After he’d gone, the children set up a clamour to go crabbing.
‘Please, Mummy, there’s some children on the bridge and they’ve got lots and lots of crabs in a bucket,’ Sam shouted.
‘I don’t see why not,’ said Kate. ‘There’s a shed at the harbour where we can buy bait and nets.’ She and Joyce collected up the remains of the picnic to put in the car. Claire said she’d stay and look after the rest of their property and read her book.
They bought five shrimping nets at the tiny shop, plus lines with a wood handle at one end and a piece of fatty bacon at the other. Daisy stood watching a group of youths dipping their lines in the river and landing black crabs as big as her hand.
All kitted out, they marched back to the little bridge and the children paid out their lines into the stream.

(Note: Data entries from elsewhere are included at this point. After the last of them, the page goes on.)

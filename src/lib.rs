pub mod api;
pub mod cli;
pub mod normalization;
pub mod tracing;
pub mod warehouse;

pub mod util {
    pub mod env;
}
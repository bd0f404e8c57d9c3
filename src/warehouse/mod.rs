pub mod bench;
pub mod db;
pub mod loader;
pub mod olap;
pub mod schema;

pub use db::{Warehouse, WarehouseConfig};
pub use loader::{load, replace, LoadError, LoadSummary};
pub use olap::{OlapQuery, OlapResult, Platform, QueryError};
pub use schema::{create_schema, drop_schema, table_counts, TableCounts};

‘I got one! I got one!’ shrieked Lottie immediately. A tiny grey crab was dropped into one of the buckets.
‘Me! me!’ squeaked Sam, and an even tinier one fell out of the net onto the bridge.
‘Quick, Bobby’ll get it,’ Liz shouted and Kate knelt down and swept it into the pail just in time.
The others had less luck. Charlie could never land any of his. In his excitement he would jiggle the rope and back the crabs would fall. Bobby barked and barked. Once he upset the bucket and crabs went in all directions. Joyce put him on his lead but he just got entangled in everyone’s legs.
‘I’ll take him for a walk up the river,’ she said and dragged him off through the car park.
‘Can we go over to the harbour, Mum?’ asked Daisy. ‘The boys were getting really big ones there.’
The women looked at each other. ‘Well,’ started Kate, ‘we can go and look.’
When they got there, the children started to dip their lines.
‘It’s not very safe,’ breathed Liz. The bank was built up and it was a sheer six feet down to where dark currents swirled.
‘Just for a few minutes. If we keep with the little ones it should be OK,’ said Kate.
‘Quick, the bucket, I’ve got two!’ shouted Daisy. Into the pail they went.
‘Look, Mum, look! I’ve got one,’ shrieked Charlie.
‘Lottie! You’re too close to the edge.’ Liz pulled her back.
One by one, they all caught crabs. It was true, these were much better than the ones at the little bridge. Kate, hoping Sam wouldn’t notice her holding the back of his T-shirt, watched the crabs in the bucket, clambering over one another in their slimy black armour. She shuddered.